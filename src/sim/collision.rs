//! Collision detection and resolution
//!
//! Every entity is a circle. Five overlap relations are evaluated once per
//! tick against active entities only; anything deactivated earlier in the
//! same pass is skipped, so an enemy can never be destroyed twice.

use glam::Vec2;
use rand::Rng;

use super::boss;
use super::progression::PowerupKind;
use super::state::{GameEvent, GameState};
use crate::consts::*;

/// Whether two circles overlap (touching edges do not count)
#[inline]
pub fn circles_overlap(a: Vec2, ra: f32, b: Vec2, rb: f32) -> bool {
    let reach = ra + rb;
    a.distance_squared(b) < reach * reach
}

/// Run all overlap relations for this tick. Stops as soon as one of them
/// ends the run; nothing scores or hurts after GameOver.
pub fn resolve(state: &mut GameState) {
    let relations: [fn(&mut GameState); 5] = [
        player_bullets_vs_enemies,
        player_bullets_vs_boss,
        enemy_bullets_vs_player,
        enemies_vs_player,
        powerups_vs_player,
    ];
    for relation in relations {
        if !state.phase.runs_simulation() {
            return;
        }
        relation(state);
    }
}

/// Destroy enemy `index`, pay out and maybe drop a powerup. No-op if already inactive.
pub fn kill_enemy(state: &mut GameState, index: usize) {
    let Some(enemy) = state.enemies.get_mut(index) else {
        return;
    };
    if !enemy.active {
        return;
    }
    enemy.active = false;
    let (kind, pos, points) = (enemy.kind, enemy.pos, enemy.points);

    let awarded = state.progress.register_kill(u64::from(points));
    state.events.push(GameEvent::EnemyDestroyed {
        kind,
        points: awarded,
    });

    if state.rng.random::<f64>() < state.tuning.powerup_drop_chance {
        let kind = PowerupKind::ALL[state.rng.random_range(0..PowerupKind::ALL.len())];
        state.spawn_powerup(kind, pos);
    }
}

/// Apply one unit of damage to the player, ending the run at zero lives
pub fn hurt_player(state: &mut GameState) {
    if state.progress.is_out_of_lives() {
        return;
    }
    let out = state.progress.damage_player();
    state.events.push(GameEvent::PlayerHit {
        lives_left: state.progress.lives,
    });
    if out {
        state.end_run();
    }
}

fn player_bullets_vs_enemies(state: &mut GameState) {
    for slot in 0..state.bullets.player.capacity() {
        if !state.phase.runs_simulation() {
            return;
        }
        let Some(bullet) = state.bullets.player.get(slot).filter(|b| b.active) else {
            continue;
        };
        let pos = bullet.pos;
        let Some(target) = state
            .enemies
            .iter()
            .position(|e| e.active && circles_overlap(pos, BULLET_RADIUS, e.pos, ENEMY_RADIUS))
        else {
            continue;
        };

        state.bullets.player.release(slot);
        let enemy = &mut state.enemies[target];
        enemy.health = enemy.health.saturating_sub(1);
        if enemy.health == 0 {
            kill_enemy(state, target);
        }
    }
}

fn player_bullets_vs_boss(state: &mut GameState) {
    for slot in 0..state.bullets.player.capacity() {
        if !state.phase.runs_simulation() {
            return;
        }
        if !state.boss.is_vulnerable() {
            return;
        }
        let Some(bullet) = state.bullets.player.get(slot).filter(|b| b.active) else {
            continue;
        };
        let pos = bullet.pos;
        let Some(boss) = state.boss.boss.as_mut() else {
            return;
        };
        if !circles_overlap(pos, BULLET_RADIUS, boss.pos, BOSS_RADIUS) {
            continue;
        }

        state.bullets.player.release(slot);
        boss.health = boss.health.saturating_sub(1);
        if boss.health == 0 {
            boss::defeat(state);
        }
    }
}

fn enemy_bullets_vs_player(state: &mut GameState) {
    for slot in 0..state.bullets.enemy.capacity() {
        if !state.phase.runs_simulation() {
            return;
        }
        let Some(bullet) = state.bullets.enemy.get(slot).filter(|b| b.active) else {
            continue;
        };
        if !circles_overlap(bullet.pos, BULLET_RADIUS, state.player.pos, state.player.radius) {
            continue;
        }

        state.bullets.enemy.release(slot);
        if state.progress.shield_active {
            state.events.push(GameEvent::ShieldAbsorbed);
        } else {
            hurt_player(state);
        }
    }
}

fn enemies_vs_player(state: &mut GameState) {
    for index in 0..state.enemies.len() {
        if !state.phase.runs_simulation() {
            return;
        }
        let enemy = &state.enemies[index];
        if !enemy.active
            || !circles_overlap(enemy.pos, ENEMY_RADIUS, state.player.pos, state.player.radius)
        {
            continue;
        }

        kill_enemy(state, index);
        if state.progress.shield_active {
            state.events.push(GameEvent::ShieldAbsorbed);
        } else {
            hurt_player(state);
        }
    }
}

fn powerups_vs_player(state: &mut GameState) {
    let now = state.now();
    for index in 0..state.powerups.len() {
        if !state.phase.runs_simulation() {
            return;
        }
        let powerup = &mut state.powerups[index];
        if !powerup.active
            || !circles_overlap(powerup.pos, POWERUP_RADIUS, state.player.pos, state.player.radius)
        {
            continue;
        }

        powerup.active = false;
        let kind = powerup.kind;
        state.progress.apply_powerup(kind, now, &state.tuning);
        state.events.push(GameEvent::PowerupCollected { kind });
        log::debug!("Collected {:?}", kind);
    }
}

#[cfg(test)]
mod tests {
    use super::*;
    use crate::sim::boss::BossPhase;
    use crate::sim::phase::{GamePhase, PhaseCommand};
    use crate::sim::spawn::spawn_enemy;
    use crate::sim::state::EnemyKind;
    use crate::tuning::Tuning;

    fn playing_state() -> GameState {
        let tuning = Tuning {
            powerup_drop_chance: 0.0,
            ..Default::default()
        };
        let mut state = GameState::new(11, tuning);
        state.apply(PhaseCommand::Start);
        state
    }

    fn enemy_at(state: &mut GameState, kind: EnemyKind, pos: Vec2) -> usize {
        let id = spawn_enemy(state, kind, pos.x);
        let index = state.enemies.iter().position(|e| e.id == id).unwrap();
        state.enemies[index].pos = pos;
        index
    }

    #[test]
    fn test_overlap() {
        assert!(circles_overlap(Vec2::ZERO, 5.0, Vec2::new(9.0, 0.0), 5.0));
        assert!(!circles_overlap(Vec2::ZERO, 5.0, Vec2::new(10.0, 0.0), 5.0));
    }

    #[test]
    fn test_bullet_damages_then_kills() {
        let mut state = playing_state();
        let pos = Vec2::new(200.0, 200.0);
        let index = enemy_at(&mut state, EnemyKind::Gunship, pos);

        state.bullets.player.acquire(pos, Vec2::ZERO);
        resolve(&mut state);
        assert_eq!(state.enemies[index].health, 2);
        assert!(state.enemies[index].active);
        assert_eq!(state.bullets.player.active_count(), 0);

        state.bullets.player.acquire(pos, Vec2::ZERO);
        state.bullets.player.acquire(pos, Vec2::ZERO);
        resolve(&mut state);
        assert!(!state.enemies[index].active);
        assert_eq!(state.progress.score, 300);
        assert_eq!(state.progress.enemies_killed_this_wave, 1);
    }

    #[test]
    fn test_bullet_and_ram_kill_once() {
        let mut state = playing_state();
        let pos = state.player.pos;
        enemy_at(&mut state, EnemyKind::Scout, pos);
        state.bullets.player.acquire(pos, Vec2::ZERO);
        resolve(&mut state);
        assert_eq!(state.progress.enemies_killed_this_wave, 1);
        assert_eq!(state.progress.score, 100);
        // The bullet got there first, so the ram never happened
        assert_eq!(state.progress.lives, 3);
    }

    #[test]
    fn test_enemy_bullet_hurts_unless_shielded() {
        let mut state = playing_state();
        let pos = state.player.pos;
        state.bullets.enemy.acquire(pos, Vec2::ZERO);
        resolve(&mut state);
        assert_eq!(state.progress.lives, 2);

        state.progress.shield_active = true;
        state.bullets.enemy.acquire(pos, Vec2::ZERO);
        resolve(&mut state);
        assert_eq!(state.progress.lives, 2);
        assert_eq!(state.bullets.enemy.active_count(), 0);
        assert!(state.events.contains(&GameEvent::ShieldAbsorbed));
    }

    #[test]
    fn test_last_life_ends_run() {
        let mut state = playing_state();
        state.progress.lives = 1;
        let pos = state.player.pos;
        state.bullets.enemy.acquire(pos, Vec2::ZERO);
        state.bullets.enemy.acquire(pos, Vec2::ZERO);
        resolve(&mut state);
        assert_eq!(state.progress.lives, 0);
        assert_eq!(state.phase, GamePhase::GameOver);
        let game_overs = state
            .events
            .iter()
            .filter(|e| matches!(e, GameEvent::GameOver { .. }))
            .count();
        assert_eq!(game_overs, 1);
    }

    #[test]
    fn test_nothing_resolves_after_last_life() {
        let mut state = playing_state();
        state.progress.lives = 1;
        let pos = state.player.pos;
        state.bullets.enemy.acquire(pos, Vec2::ZERO);
        let rammer = enemy_at(&mut state, EnemyKind::Gunship, pos);
        state.spawn_powerup(PowerupKind::Health, pos);
        resolve(&mut state);

        assert_eq!(state.phase, GamePhase::GameOver);
        assert_eq!(state.progress.lives, 0);
        assert_eq!(state.progress.score, 0);
        assert_eq!(state.progress.enemies_killed_this_wave, 0);
        assert!(state.enemies[rammer].active);
        assert!(state.powerups[0].active);
        let hits = state
            .events
            .iter()
            .filter(|e| matches!(e, GameEvent::PlayerHit { .. }))
            .count();
        assert_eq!(hits, 1);
        assert_eq!(state.events.last(), Some(&GameEvent::GameOver { score: 0 }));
    }

    #[test]
    fn test_hurt_player_at_zero_lives_is_noop() {
        let mut state = playing_state();
        state.progress.lives = 0;
        state.events.clear();
        hurt_player(&mut state);
        assert_eq!(state.progress.lives, 0);
        assert_eq!(state.phase, GamePhase::Playing);
        assert!(state.events.is_empty());
    }

    #[test]
    fn test_powerup_collected() {
        let mut state = playing_state();
        let pos = state.player.pos;
        state.spawn_powerup(PowerupKind::WeaponUpgrade, pos);
        resolve(&mut state);
        assert_eq!(state.progress.weapon_level, 2);
        assert!(!state.powerups[0].active);
        resolve(&mut state);
        assert_eq!(state.progress.weapon_level, 2);
    }

    #[test]
    fn test_boss_hit_and_defeat() {
        let mut state = playing_state();
        boss::trigger(&mut state);
        let encounter = state.boss.encounter();
        boss::begin_entrance(&mut state, encounter);
        let boss_pos = Vec2::new(400.0, 100.0);
        if let Some(b) = state.boss.boss.as_mut() {
            b.pos = boss_pos;
            b.health = 2;
        }
        state.bullets.player.acquire(boss_pos, Vec2::ZERO);
        resolve(&mut state);
        assert_eq!(state.boss.boss.as_ref().unwrap().health, 1);

        state.bullets.player.acquire(boss_pos, Vec2::ZERO);
        state.bullets.player.acquire(boss_pos, Vec2::ZERO);
        resolve(&mut state);
        assert_eq!(state.boss.phase, BossPhase::Defeat { stage: 0 });
        // Second bullet passes through once the boss is going down
        assert_eq!(state.bullets.player.active_count(), 1);
    }
}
* * * * * * *
*ABOUT THIS EXERCISE*: Copy exactly the lines above, starting at the opening line and finishing at the line in which "use super::progression::PowerupKind;" occurs.

*RESPONSE TO THIS EXERCISE*:
filename src/sim/collision.rs
//! Collision detection and resolution
//!
//! Every entity is a circle. Five overlap relations are evaluated once per
//! tick against active entities only; anything deactivated earlier in the
//! same pass is skipped, so an enemy can never be destroyed twice.

use glam::Vec2;
use rand::Rng;

use super::boss;
use super::progression::PowerupKind;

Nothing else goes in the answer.